Tales from the crypt…er…I mean, work

I’m stuck down in the dungeon all day…no windows…stuck in a corner. Yeah, that’s my workspace (hence, the crypt).     

My job can sometimes be quite entertaining, especially when the docs don’t make any sense at all. For example: Doc dictates, “Height 653 pounds.” HUH??? Did I miss something? I listened to it again. Yep.  He said “Height 653 pounds.” Okay….I listened on…he then said, “BMI over 40.” Uh, yeah…for his BMI to be “over 40” he’d have to be around 8 feet tall. Any shorter and his BMI would be over 50 or over 60, etc. Then, then, the doc says, “The patient is wearing shorts and a tank-top, athletic…” What! Athletic! Since when is 653 pounds athletic? I guess the clothes really do make the man.
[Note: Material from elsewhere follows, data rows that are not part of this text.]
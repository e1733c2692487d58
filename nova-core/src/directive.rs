//! Avatar directive: one instruction for the avatar, produced by the generation
//! pipeline and consumed by the animation controller.
//!
//! The JSON field names are the interoperability contract between both halves,
//! so everything here serializes in camelCase with lowercase enum values.

use serde::{Deserialize, Deserializer, Serialize};
use std::fmt;
use thiserror::Error;

/// Spoken line used whenever the model could not produce a usable directive.
pub const FALLBACK_SPOKEN_TEXT: &str =
    "Sorry, I had trouble putting a reply together. Could you say that again?";

const FALLBACK_INTENSITY: f64 = 0.2;

/// Emotion carried by a directive
#[derive(Debug, Clone, Copy, PartialEq, Eq, Hash, Serialize, Deserialize)]
#[serde(rename_all = "lowercase")]
pub enum Emotion {
    Neutral,
    Happy,
    Sad,
    Angry,
    Shy,
    Excited,
    Tired,
    Surprised,
}

impl Emotion {
    pub const ALL: [Emotion; 8] = [
        Emotion::Neutral,
        Emotion::Happy,
        Emotion::Sad,
        Emotion::Angry,
        Emotion::Shy,
        Emotion::Excited,
        Emotion::Tired,
        Emotion::Surprised,
    ];

    pub fn as_str(&self) -> &'static str {
        match self {
            Emotion::Neutral => "neutral",
            Emotion::Happy => "happy",
            Emotion::Sad => "sad",
            Emotion::Angry => "angry",
            Emotion::Shy => "shy",
            Emotion::Excited => "excited",
            Emotion::Tired => "tired",
            Emotion::Surprised => "surprised",
        }
    }
}

impl fmt::Display for Emotion {
    fn fmt(&self, f: &mut fmt::Formatter<'_>) -> fmt::Result {
        f.write_str(self.as_str())
    }
}

/// Motion priority forwarded to the render driver
#[derive(Debug, Clone, Copy, PartialEq, Eq, Hash, Serialize, Deserialize)]
#[serde(rename_all = "lowercase")]
pub enum MotionPriority {
    Idle,
    Normal,
    Force,
}

impl MotionPriority {
    pub fn as_str(&self) -> &'static str {
        match self {
            MotionPriority::Idle => "idle",
            MotionPriority::Normal => "normal",
            MotionPriority::Force => "force",
        }
    }
}

#[derive(Debug, Clone, PartialEq, Serialize, Deserialize)]
pub struct Gesture {
    #[serde(deserialize_with = "present_nullable")]
    pub motion: Option<String>,
    pub priority: MotionPriority,
}

/// One parameter target inside a micro-timeline frame
#[derive(Debug, Clone, PartialEq, Serialize, Deserialize)]
pub struct ParamFrame {
    pub id: String,
    pub value: f64,
    /// Seconds; zero means a direct write
    pub fade: f64,
}

/// Parameter targets that fire `t` seconds after the directive is applied
#[derive(Debug, Clone, PartialEq, Serialize, Deserialize)]
pub struct TimelineFrame {
    pub t: f64,
    pub params: Vec<ParamFrame>,
}

/// Speech-synthesis hints
#[derive(Debug, Clone, Default, PartialEq, Serialize, Deserialize)]
pub struct TtsHints {
    #[serde(deserialize_with = "present_nullable")]
    pub voice: Option<String>,
    #[serde(deserialize_with = "present_nullable")]
    pub speed: Option<f64>,
    #[serde(deserialize_with = "present_nullable")]
    pub pitch: Option<f64>,
}

#[derive(Debug, Clone, PartialEq, Serialize, Deserialize)]
#[serde(rename_all = "camelCase")]
pub struct Directive {
    pub spoken_text: String,
    pub emotion: Emotion,
    /// Scales emotion preset offsets, in [0, 1]
    pub intensity: f64,
    pub gesture: Gesture,
    /// Explicit expression override; `None` lets the controller derive one from `emotion`
    #[serde(deserialize_with = "present_nullable")]
    pub expression: Option<String>,
    pub micro_timeline: Vec<TimelineFrame>,
    pub tts: TtsHints,
}

/// Why a candidate directive was rejected
#[derive(Error, Debug, Clone, PartialEq)]
pub enum DirectiveError {
    /// Not JSON, or a field is missing or has the wrong type
    #[error("Malformed directive: {0}")]
    Parse(String),

    /// Well-formed but outside the allowed ranges
    #[error("Invalid directive field `{field}`: {reason}")]
    Invalid { field: String, reason: String },
}

impl DirectiveError {
    pub fn is_parse(&self) -> bool {
        matches!(self, DirectiveError::Parse(_))
    }

    fn invalid(field: impl Into<String>, reason: impl Into<String>) -> Self {
        DirectiveError::Invalid {
            field: field.into(),
            reason: reason.into(),
        }
    }
}

/// Nullable but required: the key has to be present even when its value is `null`.
fn present_nullable<'de, D, T>(deserializer: D) -> Result<Option<T>, D::Error>
where
    D: Deserializer<'de>,
    T: Deserialize<'de>,
{
    Option::<T>::deserialize(deserializer)
}

impl Directive {
    /// The fixed directive substituted when generation fails
    pub fn fallback() -> Self {
        Self {
            spoken_text: FALLBACK_SPOKEN_TEXT.to_string(),
            emotion: Emotion::Neutral,
            intensity: FALLBACK_INTENSITY,
            gesture: Gesture {
                motion: None,
                priority: MotionPriority::Idle,
            },
            expression: None,
            micro_timeline: Vec::new(),
            tts: TtsHints::default(),
        }
    }

    /// Parse and validate a JSON document
    pub fn from_json_str(text: &str) -> Result<Self, DirectiveError> {
        let directive: Directive =
            serde_json::from_str(text).map_err(|e| DirectiveError::Parse(e.to_string()))?;
        directive.validate()?;
        Ok(directive)
    }

    /// Parse and validate an already-decoded JSON value
    pub fn from_value(value: serde_json::Value) -> Result<Self, DirectiveError> {
        let directive: Directive =
            serde_json::from_value(value).map_err(|e| DirectiveError::Parse(e.to_string()))?;
        directive.validate()?;
        Ok(directive)
    }

    pub fn to_json(&self) -> Result<String, DirectiveError> {
        serde_json::to_string(self).map_err(|e| DirectiveError::Parse(e.to_string()))
    }

    /// Range checks the type system cannot express
    pub fn validate(&self) -> Result<(), DirectiveError> {
        if !self.intensity.is_finite() || !(0.0..=1.0).contains(&self.intensity) {
            return Err(DirectiveError::invalid(
                "intensity",
                format!("must be within [0, 1], got {}", self.intensity),
            ));
        }

        for (i, frame) in self.micro_timeline.iter().enumerate() {
            if !frame.t.is_finite() || frame.t < 0.0 {
                return Err(DirectiveError::invalid(
                    format!("microTimeline[{}].t", i),
                    format!("must be a non-negative number, got {}", frame.t),
                ));
            }
            for (j, param) in frame.params.iter().enumerate() {
                if !param.value.is_finite() {
                    return Err(DirectiveError::invalid(
                        format!("microTimeline[{}].params[{}].value", i, j),
                        "must be finite",
                    ));
                }
                if !param.fade.is_finite() || param.fade < 0.0 {
                    return Err(DirectiveError::invalid(
                        format!("microTimeline[{}].params[{}].fade", i, j),
                        format!("must be a non-negative number, got {}", param.fade),
                    ));
                }
            }
        }

        if let Some(speed) = self.tts.speed {
            if !speed.is_finite() {
                return Err(DirectiveError::invalid("tts.speed", "must be finite"));
            }
        }
        if let Some(pitch) = self.tts.pitch {
            if !pitch.is_finite() {
                return Err(DirectiveError::invalid("tts.pitch", "must be finite"));
            }
        }

        Ok(())
    }
}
Or how about, “There is a court date pending June 1st, June 25th, and July 6th at 8 a.m.” Well, this would be fine and dandy and all if the patient hadn’t been seen on June 14th.  How in the hell does someone have a court date pending after the fact? Maybe this person has a time machine. Or…maybe, we’re in some type of time continuum and we’re from the future!

Even better yet, “The paient was given instructions to discontinue the medication to off by June 14th on June 15th.” Again, the patient was seen on June 14th. I didn’t even try to figure out what he meant by that.

This one had me laughing: “This is Dr. ____ dictating on _______…wait. I think I already dictated this one (he had, an hour earlier). It doesn’t seem like it though, but I think I did…I think…hmmm…I think I did…okay. Bye.

And finally, I busted out laughing after he finished one of his dictations. Right before he hung up, he started humming…do do do do do do do do do do do do do do do do…in the Batman theme song! I fully expected him to say “Batman,” under his breath,  but, alas, he ended the dictation before he got to that point. I bet he still said it, though.